The biogenesis of long intronic ncRNAs is poorly understood at this time. Nevertheless, there are some indirect evidences that indicate an involvement of RNA polymerase II (RNAPII). Among such evidences belong a concordant and co-regulated expression profiles of many intronic ncRNAs and their corresponding protein-coding genes, the broad contribution of RNAPII associated transcription factors and physiological stimuli in the transcription of intronic ncRNAs as well the presence of poly(A+) tail [190–194]. Nonetheless, it is described that over 10% of long intronic poly(A+) ncRNAs are up-regulatated compared to only 4% of protein-coding transcripts after treatment with the RNAPII specific inhibitor α-amanitin [190, 193, 195]. These findings suggest that some intronic ncRNA and peculiar protein-coding RNAs could be transcribed by another RNA polymerase such as the recently described spRNAP-IV, whose transcriptional output seems to be enhanced by α-amanitin, or also could be transcribed by RNAP III [190, 195–199].
Similarly to lincRNAs, there are also described evolutionary conserved long intronic ncRNAs sequences from mouse and human [200, 201]. When the introns of a larger selection of vertebrates were aligned, the length of the conserved region became only 100 bp, while in the alignment of a smaller group of closely related species (human–mouse–cow–dog) the evolutionary conservation of the region extended to as much as 750 bp .
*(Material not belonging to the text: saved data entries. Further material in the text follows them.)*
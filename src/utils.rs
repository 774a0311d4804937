use crate::Error;
use std::fmt::Write;
use std::str;

/// A function that takes a hexadecimal representation of bytes
/// back into a stream of bytes. Accepts an optional `0x` prefix
/// and either letter case.
pub fn hex_str_to_bytes(s: &str) -> Result<Vec<u8>, Error> {
    let s = match s.strip_prefix("0x") {
        Some(s) => s,
        None => s,
    };
    let bytes = s
        .as_bytes()
        .chunks(2)
        .map::<Result<u8, Error>, _>(|ch| {
            let str = str::from_utf8(ch)?;
            let byte = u8::from_str_radix(str, 16)?;

            Ok(byte)
        })
        .collect::<Result<Vec<_>, _>>()?;

    Ok(bytes)
}

pub fn bytes_to_hex_str(bytes: &[u8]) -> String {
    bytes.iter().fold(String::new(), |mut acc, b| {
        write!(acc, "{b:02x}").unwrap();
        acc
    })
}

/// Checks that a string is made of whole bytes of hex digits, the way
/// compiled contract bytecode is delivered by solc. The `0x` prefix is
/// tolerated since both prefixed and bare forms are seen in the wild.
pub fn is_hex(s: &str) -> bool {
    let s = match s.strip_prefix("0x") {
        Some(s) => s,
        None => s,
    };
    !s.is_empty() && s.len() % 2 == 0 && s.bytes().all(|b| b.is_ascii_hexdigit())
}

#[test]
fn decode_bytes() {
    assert_eq!(
        hex_str_to_bytes("deadbeef").expect("Unable to decode"),
        [222, 173, 190, 239]
    );
}

#[test]
fn decode_upper_case() {
    assert_eq!(hex_str_to_bytes("DEADBEEF").unwrap(), [222, 173, 190, 239]);
}

#[test]
fn bytes_raises_decode_error() {
    let e = hex_str_to_bytes("\u{012345}deadbeef").unwrap_err();

    match e {
        Error::InvalidUtf8(_) => {}
        _ => panic!(),
    };
}

#[test]
fn bytes_raises_parse_error() {
    let e = hex_str_to_bytes("Lorem ipsum").unwrap_err();
    match e {
        Error::InvalidHex(_) => {}
        _ => panic!(),
    }
}

#[test]
fn parse_prefixed_empty() {
    assert_eq!(hex_str_to_bytes("0x").unwrap(), Vec::<u8>::new());
}

#[test]
fn parse_prefixed_non_empty() {
    assert_eq!(
        hex_str_to_bytes("0xdeadbeef").unwrap(),
        vec![0xde, 0xad, 0xbe, 0xef]
    );
}

#[test]
fn encode_bytes() {
    assert_eq!(bytes_to_hex_str(&[0xde, 0xad, 0xbe, 0xef]), "deadbeef");
}

#[test]
fn hex_validation() {
    assert!(is_hex("deadbeef"));
    assert!(is_hex("DEADBEEF"));
    assert!(is_hex("0xDEADBEEF"));
    assert!(!is_hex(""));
    assert!(!is_hex("0x"));
    // whole bytes only
    assert!(!is_hex("abc"));
    assert!(!is_hex("wrong-address"));
    assert!(!is_hex("Lorem ipsum"));
}
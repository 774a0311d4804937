use crate::error::Error;
use crate::jsonrpc::request::Request;
use crate::jsonrpc::response::Response;
use crate::mem::get_buffer_size;
use awc::http::header;
use awc::Client;
use serde::{Deserialize, Serialize};
use std::cell::RefCell;
use std::sync::{Arc, Mutex};
use std::time::Duration;

#[derive(Clone)]
pub struct HttpClient {
    id_counter: Arc<Mutex<RefCell<u64>>>,
    url: String,
    client: Client,
}

impl HttpClient {
    pub fn new(url: &str) -> Self {
        Self {
            id_counter: Arc::new(Mutex::new(RefCell::new(0u64))),
            url: url.to_string(),
            client: Client::default(),
        }
    }

    pub fn url(&self) -> &str {
        &self.url
    }

    fn next_id(&self) -> u64 {
        let counter = self.id_counter.clone();
        let counter = counter.lock().expect("id error");
        let mut value = counter.borrow_mut();
        *value += 1;
        *value
    }

    /// Posts a single JSON-RPC request to the node and decodes the
    /// result. `params` is the method's named parameter object.
    pub async fn request_method<T, R>(
        &self,
        method: &str,
        params: T,
        timeout: Duration,
    ) -> Result<R, Error>
    where
        R: 'static,
        for<'de> R: Deserialize<'de>,
        T: Serialize,
        T: std::fmt::Debug,
        R: std::fmt::Debug,
    {
        trace!("Making request {} {:?}", method, params);
        let payload = Request::new(self.next_id(), method, params);
        let res = self
            .client
            .post(&self.url)
            .append_header((header::CONTENT_TYPE, "application/json"))
            .timeout(timeout)
            .send_json(&payload)
            .await;
        let mut res = match res {
            Ok(val) => val,
            Err(e) => return Err(Error::FailedToSend(e)),
        };

        trace!("response headers {:?}", res.headers());

        let response_size_limit = get_buffer_size();
        let body_bytes = match res.body().limit(response_size_limit).await {
            Ok(val) => val,
            Err(e) => {
                return Err(Error::BadResponse(format!(
                    "Size limit {response_size_limit} error {e}"
                )))
            }
        };

        // Parse as generic JSON first so a shape mismatch reports the
        // actual node output instead of a bare serde error
        let json_value: serde_json::Value = match serde_json::from_slice(&body_bytes) {
            Ok(val) => val,
            Err(e) => {
                let body_str = String::from_utf8_lossy(&body_bytes);
                return Err(Error::BadResponse(format!(
                    "Failed to parse response as JSON: {e}\nRaw response: {body_str}"
                )));
            }
        };

        trace!(
            "Raw JSON response:\n{}",
            serde_json::to_string_pretty(&json_value).unwrap_or_else(|_| json_value.to_string())
        );

        let decoded: Response<R> = match serde_json::from_value(json_value.clone()) {
            Ok(val) => val,
            Err(e) => {
                return Err(Error::BadResponse(format!(
                    "Failed to deserialize response into expected type: {e}\nJSON response:\n{}",
                    serde_json::to_string_pretty(&json_value)
                        .unwrap_or_else(|_| json_value.to_string())
                )));
            }
        };
        trace!("got rpc response {:#?}", decoded);
        match decoded.data.into_result() {
            Ok(r) => Ok(r),
            Err(e) => Err(Error::JsonRpcError {
                code: e.code,
                message: e.message,
                data: format!("{:?}", e.data),
            }),
        }
    }
}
The widespread occurrence, tissue and subcellular expression specificity, evolutionary conservation, environment alteration responsiveness and aberrant expression in human cancers are features that accredit intronic ncRNAs to be mediators of gene expression regulation. A few sets of intronic ncRNAs have the same tissue expression pattern as the corresponding protein-coding genes, whereas others are inversely correlated. These findings point to complex regulatory relationships between intronic ncRNAs and their host loci [190, 193, 202, 203]. Some small ncRNAs are encoded within intronic regions; moreover, intronic miRNAs tend to be present in large introns with 5′-biased position distribution, what correlates with the previous observation that most long intronic transcripts are expressed within first introns of the host genes. Thus, it is expected that a number of long intronic ncRNAs are processed into smaller ncRNAs [68, 190, 204, 205]. Similar to lincRNAs HOTAIR, Heo et al.  described a long intronic noncoding RNA termed as cold assisted intronic non-coding RNA – COLDAIR, which is required for the vernalization-mediated epigenetic repression of FLC mediated by PRC2. Interestingly, the newest study of Tahira et al.  shows that long intronic non-coding RNAs are differentially expressed in primary and metastatic pancreatic cancer. Moreover, loci harbouring intronic lncRNAs differentially expressed in pancreatic ductal carcinoma metastases were enriched in genes associated to the MAPK pathway. These findings indicate potential relevance of this class of transcripts in biological processes related to malignant transformation and metastasis.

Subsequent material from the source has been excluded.